ラッパーパターン (Wrapper Pattern)
ラッパーパターンは、既存の関数のインターフェースを変えずに新しい機能を追加する手法です。例えば、振動を抑えるために「平均減衰(Average Damping)」という手法を導入します。これは、前回の値と今回の計算値の平均を次の値とするものです。
apply_damping <- function(f) {
function(x, ...) {
new_val <- f(x, ...)
(x + new_val) / 2
}
}
# 減衰を適用して実行
find_fixed_point(apply_damping(sqrt_step), 2, is_converged, target = 2)
# [1] 1.414214
同様に、デバッグ用のログ出力機能もラッパーとして追加できます。これにより、各ステップの計算値を分離して追跡可能です。
with_logging <- function(f) {
function(x, ...) {
cat("Current value:", x, "\n")
f(x, ...)
}
}
find_fixed_point(with_logging(apply_damping(sqrt_step)), 2, is_converged, target = 2)
インターフェースパターン:カリー化とクロージャ
カリー化 (Currying)
アルゴリズムの本体が単一引数の関数を期待している場合、複数の引数を持つ関数を適合させる必要があります。
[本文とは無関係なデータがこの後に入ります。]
//! Shared context threaded through a flow execution.

use serde::de::DeserializeOwned;
use serde::{Deserialize, Serialize};
use serde_json::{Map, Value};
use std::fmt;
use std::marker::PhantomData;

use crate::task::TaskError;

/// A typed name for a value stored in [`SharedData`].
///
/// Declaring keys as constants keeps the type of each slot in one place:
///
/// ```rust
/// use taskflow::{Key, SharedData};
///
/// const AGE: Key<u32> = Key::new("age");
///
/// let mut shared = SharedData::new();
/// shared.insert_key(&AGE, 25).unwrap();
/// assert_eq!(shared.get_key(&AGE).unwrap(), 25);
/// ```
pub struct Key<T> {
    name: &'static str,
    _phantom: PhantomData<fn() -> T>,
}

impl<T> Key<T> {
    pub const fn new(name: &'static str) -> Self {
        Self {
            name,
            _phantom: PhantomData,
        }
    }

    pub const fn name(&self) -> &'static str {
        self.name
    }
}

impl<T> Clone for Key<T> {
    fn clone(&self) -> Self {
        *self
    }
}

impl<T> Copy for Key<T> {}

impl<T> fmt::Debug for Key<T> {
    fn fmt(&self, f: &mut fmt::Formatter<'_>) -> fmt::Result {
        f.debug_tuple("Key").field(&self.name).finish()
    }
}

/// Open, string-keyed state shared by every task in a flow.
///
/// Values are stored as JSON. Tasks read whatever keys they need and
/// write their own results back, by default under their own name.
#[derive(Debug, Clone, Default, PartialEq, Serialize, Deserialize)]
#[serde(transparent)]
pub struct SharedData {
    values: Map<String, Value>,
}

impl SharedData {
    pub fn new() -> Self {
        Self::default()
    }

    /// Build shared data from a JSON object. Non-object values yield an error.
    pub fn from_value(value: Value) -> Result<Self, TaskError> {
        match value {
            Value::Object(values) => Ok(Self { values }),
            other => Err(TaskError::permanent(anyhow::anyhow!(
                "shared data must be a JSON object, got {}",
                other
            ))),
        }
    }

    /// Raw access to a value.
    pub fn get_value(&self, key: &str) -> Option<&Value> {
        self.values.get(key)
    }

    /// Deserialize the value stored under `key`.
    pub fn get<T: DeserializeOwned>(&self, key: &str) -> Result<T, TaskError> {
        let value = self
            .values
            .get(key)
            .ok_or_else(|| TaskError::MissingKey(key.to_string()))?;
        T::deserialize(value).map_err(|source| TaskError::Shared {
            key: key.to_string(),
            source,
        })
    }

    /// Like [`get`](Self::get) but a missing key is `Ok(None)`.
    pub fn get_opt<T: DeserializeOwned>(&self, key: &str) -> Result<Option<T>, TaskError> {
        match self.values.get(key) {
            None => Ok(None),
            Some(value) => T::deserialize(value)
                .map(Some)
                .map_err(|source| TaskError::Shared {
                    key: key.to_string(),
                    source,
                }),
        }
    }

    /// Serialize `value` and store it under `key`, replacing any previous value.
    ///
    /// Nothing is written when serialization fails.
    pub fn insert<T: Serialize + ?Sized>(&mut self, key: &str, value: &T) -> Result<(), TaskError> {
        let value = serde_json::to_value(value).map_err(|source| TaskError::Shared {
            key: key.to_string(),
            source,
        })?;
        self.values.insert(key.to_string(), value);
        Ok(())
    }

    pub fn insert_value(&mut self, key: impl Into<String>, value: Value) -> Option<Value> {
        self.values.insert(key.into(), value)
    }

    pub fn get_key<T: DeserializeOwned>(&self, key: &Key<T>) -> Result<T, TaskError> {
        self.get(key.name)
    }

    pub fn insert_key<T: Serialize>(&mut self, key: &Key<T>, value: T) -> Result<(), TaskError> {
        self.insert(key.name, &value)
    }

    /// Remove a key, returning its old value.
    pub fn remove(&mut self, key: &str) -> Option<Value> {
        self.values.remove(key)
    }

    /// Returns true if the key is present.
    pub fn contains_key(&self, key: &str) -> bool {
        self.values.contains_key(key)
    }

    /// Iterate over the keys in sorted order.
    pub fn keys(&self) -> impl Iterator<Item = &str> {
        self.values.keys().map(String::as_str)
    }

    /// Number of keys.
    pub fn len(&self) -> usize {
        self.values.len()
    }

    /// Returns true if no keys are stored.
    pub fn is_empty(&self) -> bool {
        self.values.is_empty()
    }

    /// Consume the context and return it as a JSON object.
    pub fn into_value(self) -> Value {
        Value::Object(self.values)
    }
}

impl From<Map<String, Value>> for SharedData {
    fn from(values: Map<String, Value>) -> Self {
        Self { values }
    }
}
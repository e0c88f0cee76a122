//! Recording interface for flow execution history.

use async_trait::async_trait;
use parking_lot::Mutex;
use serde::Serialize;
use std::sync::atomic::{AtomicU64, Ordering};

use crate::outcome::Outcome;

/// Identifier of one `Flow::execute` call.
#[derive(Debug, Clone, Copy, PartialEq, Eq, Hash, Serialize)]
pub struct RunId(pub u64);

/// Identifier of one task run within a flow run.
#[derive(Debug, Clone, Copy, PartialEq, Eq, Hash, Serialize)]
pub struct StepId(pub u64);

/// How a flow run ended.
#[derive(Debug, Clone, PartialEq, Eq, Serialize)]
#[serde(tag = "status", rename_all = "snake_case")]
pub enum RunStatus {
    /// Stopped on `end`, or ran out of successors.
    Completed,
    /// Stopped on `error`.
    Failed,
    /// Stopped by the step budget.
    Aborted { steps: usize },
}

/// How a single task run ended.
#[derive(Debug, Clone, PartialEq, Eq, Serialize)]
#[serde(tag = "status", rename_all = "snake_case")]
pub enum TaskStatus {
    Completed { outcome: Outcome },
    Failed { error: String },
}

/// Receives flow execution events for observability.
///
/// Errors returned here are logged by the flow and otherwise ignored.
#[async_trait]
pub trait Recorder: Send + Sync {
    async fn start_run(&self, flow_name: &str) -> anyhow::Result<RunId>;

    async fn start_task(&self, run_id: RunId, task_name: &str, index: usize)
        -> anyhow::Result<StepId>;

    async fn complete_task(&self, step_id: StepId, status: TaskStatus) -> anyhow::Result<()>;

    async fn complete_run(&self, run_id: RunId, status: RunStatus) -> anyhow::Result<()>;
}

/// A recorder that discards all events.
#[derive(Debug, Clone, Default)]
pub struct NoopRecorder;

#[async_trait]
impl Recorder for NoopRecorder {
    async fn start_run(&self, _flow_name: &str) -> anyhow::Result<RunId> {
        Ok(RunId(0))
    }

    async fn start_task(
        &self,
        _run_id: RunId,
        _task_name: &str,
        _index: usize,
    ) -> anyhow::Result<StepId> {
        Ok(StepId(0))
    }

    async fn complete_task(&self, _step_id: StepId, _status: TaskStatus) -> anyhow::Result<()> {
        Ok(())
    }

    async fn complete_run(&self, _run_id: RunId, _status: RunStatus) -> anyhow::Result<()> {
        Ok(())
    }
}

/// One recorded task run.
#[derive(Debug, Clone, PartialEq, Serialize)]
pub struct TaskRecord {
    pub run_id: RunId,
    pub step_id: StepId,
    pub task: String,
    pub index: usize,
    pub status: Option<TaskStatus>,
}

/// One recorded flow run.
#[derive(Debug, Clone, PartialEq, Serialize)]
pub struct RunRecord {
    pub run_id: RunId,
    pub flow: String,
    pub status: Option<RunStatus>,
}

/// Keeps every event in memory. Useful in tests and short-lived tools.
#[derive(Debug, Default)]
pub struct MemoryRecorder {
    next_id: AtomicU64,
    runs: Mutex<Vec<RunRecord>>,
    tasks: Mutex<Vec<TaskRecord>>,
}

impl MemoryRecorder {
    pub fn new() -> Self {
        Self::default()
    }

    pub fn runs(&self) -> Vec<RunRecord> {
        self.runs.lock().clone()
    }

    pub fn tasks(&self) -> Vec<TaskRecord> {
        self.tasks.lock().clone()
    }

    /// Task names visited during a run, in order.
    pub fn visited(&self, run_id: RunId) -> Vec<String> {
        self.tasks
            .lock()
            .iter()
            .filter(|t| t.run_id == run_id)
            .map(|t| t.task.clone())
            .collect()
    }

    fn next_id(&self) -> u64 {
        self.next_id.fetch_add(1, Ordering::Relaxed) + 1
    }
}

#[async_trait]
impl Recorder for MemoryRecorder {
    async fn start_run(&self, flow_name: &str) -> anyhow::Result<RunId> {
        let run_id = RunId(self.next_id());
        self.runs.lock().push(RunRecord {
            run_id,
            flow: flow_name.to_string(),
            status: None,
        });
        Ok(run_id)
    }

    async fn start_task(
        &self,
        run_id: RunId,
        task_name: &str,
        index: usize,
    ) -> anyhow::Result<StepId> {
        let step_id = StepId(self.next_id());
        self.tasks.lock().push(TaskRecord {
            run_id,
            step_id,
            task: task_name.to_string(),
            index,
            status: None,
        });
        Ok(step_id)
    }

    async fn complete_task(&self, step_id: StepId, status: TaskStatus) -> anyhow::Result<()> {
        let mut tasks = self.tasks.lock();
        let record = tasks
            .iter_mut()
            .find(|t| t.step_id == step_id)
            .ok_or_else(|| anyhow::anyhow!("unknown step {:?}", step_id))?;
        record.status = Some(status);
        Ok(())
    }

    async fn complete_run(&self, run_id: RunId, status: RunStatus) -> anyhow::Result<()> {
        let mut runs = self.runs.lock();
        let record = runs
            .iter_mut()
            .find(|r| r.run_id == run_id)
            .ok_or_else(|| anyhow::anyhow!("unknown run {:?}", run_id))?;
        record.status = Some(status);
        Ok(())
    }
}
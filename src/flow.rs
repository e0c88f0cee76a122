//! Flow: walks a task graph by following outcome labels.

use serde::Serialize;
use std::collections::{HashMap, VecDeque};
use std::sync::Arc;
use thiserror::Error;
use tracing::{debug, info, info_span, warn, Instrument};

use crate::node::TaskNode;
use crate::outcome::Outcome;
use crate::recorder::{NoopRecorder, Recorder, RunId, RunStatus, StepId, TaskStatus};
use crate::shared::SharedData;

/// Error returned while building a task graph.
#[derive(Error, Debug)]
pub enum FlowError {
    /// The task declares its outcomes and this label is not among them.
    #[error("task '{task}' does not declare outcome '{outcome}'")]
    UndeclaredOutcome { task: String, outcome: String },

    #[error("cannot chain an empty list of tasks")]
    EmptyChain,

    #[error("task name must not be empty")]
    EmptyName,
}

/// Why a flow stopped.
#[derive(Debug, Clone, PartialEq, Eq, Serialize)]
#[serde(tag = "reason", rename_all = "snake_case")]
pub enum Termination {
    /// The last task returned `end` or `error`.
    Outcome { outcome: Outcome },
    /// The last task returned a label it has no successor for.
    MissingSuccessor { task: String, outcome: Outcome },
    /// There was no current task to run.
    Exhausted,
    /// The step budget ran out before the graph finished.
    StepLimit { steps: usize },
}

/// What happened during one [`Flow::execute`] call.
#[derive(Debug, Clone, PartialEq, Eq, Serialize)]
pub struct FlowSummary {
    /// Names of the tasks that ran, in order.
    pub visited: Vec<String>,
    pub last_outcome: Option<Outcome>,
    pub termination: Termination,
}

impl FlowSummary {
    /// Returns true if the flow stopped on the `error` outcome.
    pub fn is_error(&self) -> bool {
        matches!(
            &self.termination,
            Termination::Outcome { outcome } if outcome.as_str() == Outcome::ERROR
        )
    }
}

/// Serializable shape of a task graph, for inspection and visualization.
#[derive(Debug, Clone, Serialize)]
pub struct FlowGraph {
    pub name: String,
    pub start: usize,
    pub tasks: Vec<GraphTask>,
    pub edges: Vec<GraphEdge>,
}

#[derive(Debug, Clone, Serialize)]
pub struct GraphTask {
    pub id: usize,
    pub name: String,
}

#[derive(Debug, Clone, Serialize)]
pub struct GraphEdge {
    pub from: usize,
    pub to: usize,
    pub outcome: String,
}

/// Runs a task graph from a start task, one task at a time.
///
/// The flow keeps a cursor on the task to run next. `execute` advances it
/// until a task returns `end` or `error` (the cursor stays on that task),
/// or returns a label with no successor (the cursor is cleared). `reset`
/// moves it back to the start task.
pub struct Flow {
    name: String,
    start: Arc<TaskNode>,
    current: Option<Arc<TaskNode>>,
    max_steps: Option<usize>,
    recorder: Arc<dyn Recorder>,
}

impl Flow {
    pub fn new(name: impl Into<String>, start: Arc<TaskNode>) -> Self {
        Self {
            name: name.into(),
            current: Some(Arc::clone(&start)),
            start,
            max_steps: None,
            recorder: Arc::new(NoopRecorder),
        }
    }

    /// Connect each task to the next under `default` and start at the first.
    pub fn chain(name: impl Into<String>, tasks: &[Arc<TaskNode>]) -> Result<Self, FlowError> {
        let first = tasks.first().ok_or(FlowError::EmptyChain)?;
        for pair in tasks.windows(2) {
            pair[0].connect_default(&pair[1])?;
        }
        Ok(Self::new(name, Arc::clone(first)))
    }

    /// Stop after running `steps` tasks in one `execute` call.
    ///
    /// Without a budget a cycle that never returns `end` or `error` runs forever.
    pub fn with_max_steps(mut self, steps: usize) -> Self {
        self.max_steps = Some(steps);
        self
    }

    pub fn with_recorder<R: Recorder + 'static>(mut self, recorder: R) -> Self {
        self.recorder = Arc::new(recorder);
        self
    }

    /// Share a recorder with other flows or with the caller.
    pub fn with_shared_recorder(mut self, recorder: Arc<dyn Recorder>) -> Self {
        self.recorder = recorder;
        self
    }

    /// Name attached to the flow's span and run records.
    pub fn name(&self) -> &str {
        &self.name
    }

    /// The task `reset` returns the cursor to.
    pub fn start(&self) -> &Arc<TaskNode> {
        &self.start
    }

    pub fn current(&self) -> Option<&Arc<TaskNode>> {
        self.current.as_ref()
    }

    /// Move the cursor, e.g. to resume a graph from a given task.
    pub fn set_current(&mut self, task: Option<Arc<TaskNode>>) {
        self.current = task;
    }

    /// Move the cursor back to the start task. Shared data is not touched.
    pub fn reset(&mut self) {
        self.current = Some(Arc::clone(&self.start));
    }

    /// Run tasks from the cursor until the graph stops.
    ///
    /// Never fails: task failures become the `error` outcome and a missing
    /// successor ends the flow with a warning.
    pub async fn execute(&mut self, shared: &mut SharedData) -> FlowSummary {
        let span = info_span!("flow", flow = %self.name);
        self.drive(shared).instrument(span).await
    }

    async fn drive(&mut self, shared: &mut SharedData) -> FlowSummary {
        let run_id = self.start_run().await;
        let mut visited = Vec::new();
        let mut last_outcome = None;

        let termination = loop {
            let Some(node) = self.current.clone() else {
                break Termination::Exhausted;
            };

            if let Some(limit) = self.max_steps {
                if visited.len() >= limit {
                    warn!(limit, task = %node.name(), "Step budget exhausted");
                    break Termination::StepLimit { steps: limit };
                }
            }

            debug!(task = %node.name(), step = visited.len(), "Running task");
            let step_id = self.start_task(run_id, &node, visited.len()).await;
            let result = node.run_checked(shared).await;
            let status = match &result {
                Ok(outcome) => TaskStatus::Completed {
                    outcome: outcome.clone(),
                },
                Err(e) => TaskStatus::Failed {
                    error: e.to_string(),
                },
            };
            self.complete_task(step_id, status).await;
            let outcome = node.settle(result);

            visited.push(node.name().to_string());
            last_outcome = Some(outcome.clone());

            if outcome.is_terminal() {
                break Termination::Outcome { outcome };
            }

            match node.successor(outcome.as_str()) {
                Some(next) => self.current = Some(next),
                None => {
                    warn!(
                        task = %node.name(),
                        outcome = %outcome,
                        "No successor for outcome, stopping flow"
                    );
                    self.current = None;
                    break Termination::MissingSuccessor {
                        task: node.name().to_string(),
                        outcome,
                    };
                }
            }
        };

        let status = match &termination {
            Termination::Outcome { outcome } if outcome.as_str() == Outcome::ERROR => {
                RunStatus::Failed
            }
            Termination::StepLimit { steps } => RunStatus::Aborted { steps: *steps },
            _ => RunStatus::Completed,
        };
        self.complete_run(run_id, status).await;

        info!(steps = visited.len(), termination = ?termination, "Flow finished");

        FlowSummary {
            visited,
            last_outcome,
            termination,
        }
    }

    /// Export every task reachable from the start task and the edges between them.
    pub fn to_graph(&self) -> FlowGraph {
        let mut ids: HashMap<*const TaskNode, usize> = HashMap::new();
        let mut tasks = Vec::new();
        let mut edges = Vec::new();
        let mut queue = VecDeque::new();

        ids.insert(Arc::as_ptr(&self.start), 0);
        tasks.push(GraphTask {
            id: 0,
            name: self.start.name().to_string(),
        });
        queue.push_back(Arc::clone(&self.start));

        while let Some(node) = queue.pop_front() {
            let from = ids[&Arc::as_ptr(&node)];
            for (outcome, next) in node.successors() {
                let key = Arc::as_ptr(&next);
                let to = match ids.get(&key) {
                    Some(id) => *id,
                    None => {
                        let id = tasks.len();
                        ids.insert(key, id);
                        tasks.push(GraphTask {
                            id,
                            name: next.name().to_string(),
                        });
                        queue.push_back(next);
                        id
                    }
                };
                edges.push(GraphEdge { from, to, outcome });
            }
        }

        FlowGraph {
            name: self.name.clone(),
            start: 0,
            tasks,
            edges,
        }
    }

    async fn start_run(&self) -> RunId {
        match self.recorder.start_run(&self.name).await {
            Ok(id) => id,
            Err(e) => {
                warn!(error = %e, "Recorder failed to start run");
                RunId(0)
            }
        }
    }

    async fn start_task(&self, run_id: RunId, node: &TaskNode, index: usize) -> StepId {
        match self.recorder.start_task(run_id, node.name(), index).await {
            Ok(id) => id,
            Err(e) => {
                warn!(task = %node.name(), error = %e, "Recorder failed to start task");
                StepId(0)
            }
        }
    }

    async fn complete_task(&self, step_id: StepId, status: TaskStatus) {
        if let Err(e) = self.recorder.complete_task(step_id, status).await {
            warn!(error = %e, "Recorder failed to complete task");
        }
    }

    async fn complete_run(&self, run_id: RunId, status: RunStatus) {
        if let Err(e) = self.recorder.complete_run(run_id, status).await {
            warn!(error = %e, "Recorder failed to complete run");
        }
    }
}

impl std::fmt::Debug for Flow {
    fn fmt(&self, f: &mut std::fmt::Formatter<'_>) -> std::fmt::Result {
        f.debug_struct("Flow")
            .field("name", &self.name)
            .field("start", &self.start.name())
            .field("current", &self.current.as_ref().map(|n| n.name().to_string()))
            .field("max_steps", &self.max_steps)
            .finish()
    }
}
//! Task graph nodes: a task plus its labelled successor edges.

use async_trait::async_trait;
use parking_lot::RwLock;
use std::collections::{BTreeMap, HashMap};
use std::fmt;
use std::sync::Arc;
use tracing::{debug, error, warn};

use crate::flow::FlowError;
use crate::outcome::Outcome;
use crate::retry::RetryPolicy;
use crate::shared::SharedData;
use crate::task::{Phase, RunError, Task, TaskError};

/// Object-safe view of a [`Task`], so nodes of different task types can
/// share one graph.
#[async_trait]
trait ErasedTask: Send + Sync {
    fn name(&self) -> &str;

    fn outcomes(&self) -> Option<&[&'static str]>;

    async fn run(&self, shared: &mut SharedData, retry: &RetryPolicy) -> Result<Outcome, RunError>;
}

struct TaskWrapper<T>(T);

impl<T: Task> TaskWrapper<T> {
    fn failed(&self, phase: Phase) -> impl FnOnce(TaskError) -> RunError + '_ {
        move |source| RunError {
            task: self.0.name().to_string(),
            phase,
            source,
        }
    }

    async fn execute_with_retry(
        &self,
        prepared: &T::Prepared,
        retry: &RetryPolicy,
    ) -> Result<T::Output, TaskError> {
        let mut attempt = 0u32;
        loop {
            attempt += 1;
            match self.0.execute(prepared).await {
                Ok(output) => return Ok(output),
                Err(e) if e.is_retryable() => match retry.delay_after(attempt) {
                    Some(delay) => {
                        debug!(
                            task = self.0.name(),
                            attempt,
                            delay_ms = delay.as_millis() as u64,
                            error = %e,
                            "Retrying execute"
                        );
                        tokio::time::sleep(delay).await;
                    }
                    None => return Err(e),
                },
                Err(e) => return Err(e),
            }
        }
    }
}

#[async_trait]
impl<T: Task> ErasedTask for TaskWrapper<T> {
    fn name(&self) -> &str {
        self.0.name()
    }

    fn outcomes(&self) -> Option<&[&'static str]> {
        self.0.outcomes()
    }

    async fn run(&self, shared: &mut SharedData, retry: &RetryPolicy) -> Result<Outcome, RunError> {
        let prepared = self
            .0
            .prepare(shared)
            .await
            .map_err(self.failed(Phase::Prepare))?;

        let output = self
            .execute_with_retry(&prepared, retry)
            .await
            .map_err(self.failed(Phase::Execute))?;

        let outcome = self
            .0
            .post(shared, &prepared, &output)
            .await
            .map_err(self.failed(Phase::Post))?;

        self.0
            .merge(shared, output)
            .map_err(self.failed(Phase::Merge))?;

        Ok(outcome)
    }
}

/// A task placed in a graph.
///
/// Nodes are shared as `Arc<TaskNode>`: one node may be the successor of
/// many others, and successors can be added after the node is shared.
/// A cyclic graph is an `Arc` cycle and stays alive until one of its
/// nodes calls [`disconnect_all`](Self::disconnect_all).
pub struct TaskNode {
    name: String,
    task: Box<dyn ErasedTask>,
    retry: RetryPolicy,
    successors: RwLock<HashMap<String, Arc<TaskNode>>>,
}

impl TaskNode {
    /// Wrap a task in a node.
    ///
    /// # Panics
    ///
    /// Panics if the task name is empty.
    pub fn new<T: Task + 'static>(task: T) -> Arc<Self> {
        Self::try_new(task, RetryPolicy::None).expect("task name must not be empty")
    }

    /// Wrap a task in a node whose execute phase is retried per `retry`.
    ///
    /// # Panics
    ///
    /// Panics if the task name is empty.
    pub fn with_retry<T: Task + 'static>(task: T, retry: RetryPolicy) -> Arc<Self> {
        Self::try_new(task, retry).expect("task name must not be empty")
    }

    pub fn try_new<T: Task + 'static>(task: T, retry: RetryPolicy) -> Result<Arc<Self>, FlowError> {
        let name = task.name().to_string();
        if name.is_empty() {
            return Err(FlowError::EmptyName);
        }
        Ok(Arc::new(Self {
            name,
            task: Box::new(TaskWrapper(task)),
            retry,
            successors: RwLock::new(HashMap::new()),
        }))
    }

    /// The wrapped task's name.
    pub fn name(&self) -> &str {
        &self.name
    }

    /// Retry policy applied to the execute phase.
    pub fn retry_policy(&self) -> &RetryPolicy {
        &self.retry
    }

    /// Add or replace the successor for `outcome`, returning `next` so
    /// calls can be chained.
    ///
    /// Fails when the task declares its outcomes and `outcome` is not one
    /// of them.
    pub fn connect(
        &self,
        next: &Arc<TaskNode>,
        outcome: impl Into<Outcome>,
    ) -> Result<Arc<TaskNode>, FlowError> {
        let outcome = outcome.into();
        if !self.accepts(&outcome) {
            return Err(FlowError::UndeclaredOutcome {
                task: self.name.clone(),
                outcome: outcome.to_string(),
            });
        }

        let previous = self
            .successors
            .write()
            .insert(outcome.to_string(), Arc::clone(next));
        if outcome.is_terminal() {
            warn!(
                task = %self.name,
                outcome = %outcome,
                next = %next.name,
                "Successor under a terminal outcome is never followed"
            );
        }
        if let Some(previous) = previous {
            warn!(
                task = %self.name,
                outcome = %outcome,
                replaced = %previous.name,
                "Overwriting successor"
            );
        }
        Ok(Arc::clone(next))
    }

    /// Connect `next` under the `default` outcome.
    pub fn connect_default(&self, next: &Arc<TaskNode>) -> Result<Arc<TaskNode>, FlowError> {
        self.connect(next, Outcome::Default)
    }

    /// Returns true if `outcome` is a sentinel or one of the task's declared outcomes.
    pub fn accepts(&self, outcome: &Outcome) -> bool {
        if outcome.is_sentinel() {
            return true;
        }
        match self.task.outcomes() {
            None => true,
            Some(declared) => declared.contains(&outcome.as_str()),
        }
    }

    pub fn has_successor(&self, outcome: &str) -> bool {
        self.successors.read().contains_key(outcome)
    }

    pub fn successor(&self, outcome: &str) -> Option<Arc<TaskNode>> {
        self.successors.read().get(outcome).cloned()
    }

    /// Successor edges, ordered by outcome label.
    pub fn successors(&self) -> BTreeMap<String, Arc<TaskNode>> {
        self.successors
            .read()
            .iter()
            .map(|(label, node)| (label.clone(), Arc::clone(node)))
            .collect()
    }

    /// Drop every outgoing edge.
    pub fn disconnect_all(&self) {
        self.successors.write().clear();
    }

    /// Run the task's lifecycle and return the real failure, if any.
    ///
    /// On failure `shared` keeps whatever it held before the run.
    pub async fn run_checked(&self, shared: &mut SharedData) -> Result<Outcome, RunError> {
        self.task.run(shared, &self.retry).await
    }

    /// Run the task's lifecycle. Failures are logged and become [`Outcome::Error`].
    pub async fn run(&self, shared: &mut SharedData) -> Outcome {
        let result = self.run_checked(shared).await;
        self.settle(result)
    }

    /// Collapse a checked run into the outcome a flow routes on, logging failures.
    /// Sentinel names built as `Outcome::Label` come back as their variants.
    pub(crate) fn settle(&self, result: Result<Outcome, RunError>) -> Outcome {
        match result {
            Ok(Outcome::Label(label)) => Outcome::new(label),
            Ok(outcome) => outcome,
            Err(e) => {
                error!(
                    task = %self.name,
                    phase = %e.phase,
                    error = %e.source,
                    details = ?e.source,
                    "Task failed"
                );
                Outcome::Error
            }
        }
    }
}

impl fmt::Debug for TaskNode {
    fn fmt(&self, f: &mut fmt::Formatter<'_>) -> fmt::Result {
        let successors: BTreeMap<String, String> = self
            .successors
            .read()
            .iter()
            .map(|(label, node)| (label.clone(), node.name.clone()))
            .collect();
        f.debug_struct("TaskNode")
            .field("name", &self.name)
            .field("retry", &self.retry)
            .field("successors", &successors)
            .finish()
    }
}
Rでは ... を使った引数の委譲が一般的ですが、匿名関数を使って特定の引数を固定(カリー化に近い処理)することで、インターフェースを整理できます。
# target = 2 に固定した関数を渡す
find_fixed_point(apply_damping(function(x) sqrt_step(x, 2)), 2, is_converged)
クロージャ (Closures)
関数を返す関数(高階関数)としてのクロージャを利用すると、パラメータの固定をより明示的に記述できます。
make_sqrt_step <- function(target) {
function(x) target / x
}
find_fixed_point(apply_damping(make_sqrt_step(2)), 2, is_converged)
キャッシュパターン (Caching Pattern)
反復計算の中で、変化しない重い処理を毎回実行するのは非効率です。ニュートン・ラフソン法のような行列演算を含むケースでは、定数部分をクロージャのスコープ内にキャッシュすることで、実行速度を劇的に向上させることができます。
# ニュートン法による線形回帰の推定
newton_optimizer <- function(mat_x, vec_y) {
# 変化しない行列演算を事前に実行
xtx_inv <- solve(t(mat_x) %*% mat_x)
xty <- t(mat_x) %*% vec_y
# 実際の更新関数のみを返す
function(beta) {
beta + xtx_inv %*% (xty - (t(mat_x) %*% mat_x) %*% beta)
}
}
# データの準備
X_data <- cbind(1, 1:10)
y_data <- X_data %*% c(2, 5) + rnorm(10)
step_nr <- newton_optimizer(X_data, y_data)
find_fixed_point(step_nr, c(0, 0), is_converged)
カウンターパターン (Counter Pattern)
不動点反復が収束しない場合に備え、最大反復回数を制限する必要があります。Rの <<- 演算子を用いたクロージャは、内部状態を持つカウンタとして機能します。
limit_iterations <- function(conv_func, max_iter) {
count <- 0
function(...) {
count <<- count + 1
if (count > max_iter) {
warning("Reached maximum iterations")
return(TRUE)
}
conv_func(...)
}
}
# 最大3回で打ち切る設定
find_fixed_point(
with_logging(sqrt_step),
2,
limit_iterations(is_converged, 3),
target = 2
)
このように、基本となる find_fixed_point のコードを一切変更することなく、「減衰」「ログ出力」「反復制限」といった機能を柔軟に組み合わせることが可能です。これが関数型プログラミングにおけるデザインパターンの真骨頂です。